◆ EXERCISE REQUIREMENTS: The expected answer holds every line from the first line of the data below through the line containing "let reader: BufReader<File>", exactly as written, and no other line.

** Opening ENTRIES SHOWN block **

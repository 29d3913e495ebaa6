/*
board.rs

Copyright 2025 Hervé Quatremain

This file is part of Hexpass.

Hexpass is free software: you can redistribute it and/or modify it under the
terms of the GNU General Public License as published by the Free Software
Foundation, either version 3 of the License, or (at your option) any later
version.

Hexpass is distributed in the hope that it will be useful, but WITHOUT ANY
WARRANTY; without even the implied warranty of MERCHANTABILITY or FITNESS FOR
A PARTICULAR PURPOSE. See the GNU General Public License for more details.

You should have received a copy of the GNU General Public License along with
Hexpass. If not, see <https://www.gnu.org/licenses/>.

SPDX-License-Identifier: GPL-3.0-or-later
*/

//! Load and save a single board.
//!
//! The board is a serialization of the [`Board`] object in JSON format by using [`serde`].
//! See the [`crate::board::codec`] module for the format.

use log::debug;
use std::error::Error;
use std::fs::File;
use std::io::{BufReader, BufWriter, Write};
use std::path::Path;

use crate::board::{Board, codec};

/// Retrieve a board from inline JSON or from a file.
///
/// The source is read as JSON when its first non-blank character is `{`. Otherwise, it is the
/// path to a JSON file.
pub fn read_board(source: &str) -> Result<Board, Box<dyn Error>> {
    if source.trim_start().starts_with('{') {
        debug!("Reading the board from the command line");
        let board: Board = codec::decode(source)?;
        return Ok(board);
    }
    load_board(Path::new(source))
}

/// Load the board from the given file.
pub fn load_board(path: &Path) -> Result<Board, Box<dyn Error>> {
    debug!("Reading the board from {path:?}");
    let file: File = File::open(path)?;
    let reader: BufReader<File> = BufReader::new(file);
    let board: Board = serde_json::from_reader(reader)?;
    Ok(board)
}

/// Save the board to the given file.
pub fn save_board(path: &Path, board: &Board) -> Result<(), Box<dyn Error>> {
    let file: File = File::create(path)?;
    let mut writer: BufWriter<File> = BufWriter::new(file);

    serde_json::to_writer_pretty(&mut writer, board)?;
    writer.flush()?;
    Ok(())
}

** Closing ENTRIES SHOWN block **

◆ ANSWER BELOW:
repository 29d3913e495ebaa6
/*
board.rs

Copyright 2025 Hervé Quatremain

This file is part of Hexpass.

Hexpass is free software: you can redistribute it and/or modify it under the
terms of the GNU General Public License as published by the Free Software
Foundation, either version 3 of the License, or (at your option) any later
version.

Hexpass is distributed in the hope that it will be useful, but WITHOUT ANY
WARRANTY; without even the implied warranty of MERCHANTABILITY or FITNESS FOR
A PARTICULAR PURPOSE. See the GNU General Public License for more details.

You should have received a copy of the GNU General Public License along with
Hexpass. If not, see <https://www.gnu.org/licenses/>.

SPDX-License-Identifier: GPL-3.0-or-later
*/

//! Load and save a single board.
//!
//! The board is a serialization of the [`Board`] object in JSON format by using [`serde`].
//! See the [`crate::board::codec`] module for the format.

use log::debug;
use std::error::Error;
use std::fs::File;
use std::io::{BufReader, BufWriter, Write};
use std::path::Path;

use crate::board::{Board, codec};

/// Retrieve a board from inline JSON or from a file.
///
/// The source is read as JSON when its first non-blank character is `{`. Otherwise, it is the
/// path to a JSON file.
pub fn read_board(source: &str) -> Result<Board, Box<dyn Error>> {
    if source.trim_start().starts_with('{') {
        debug!("Reading the board from the command line");
        let board: Board = codec::decode(source)?;
        return Ok(board);
    }
    load_board(Path::new(source))
}

/// Load the board from the given file.
pub fn load_board(path: &Path) -> Result<Board, Box<dyn Error>> {
    debug!("Reading the board from {path:?}");
    let file: File = File::open(path)?;
    let reader: BufReader<File> = BufReader::new(file);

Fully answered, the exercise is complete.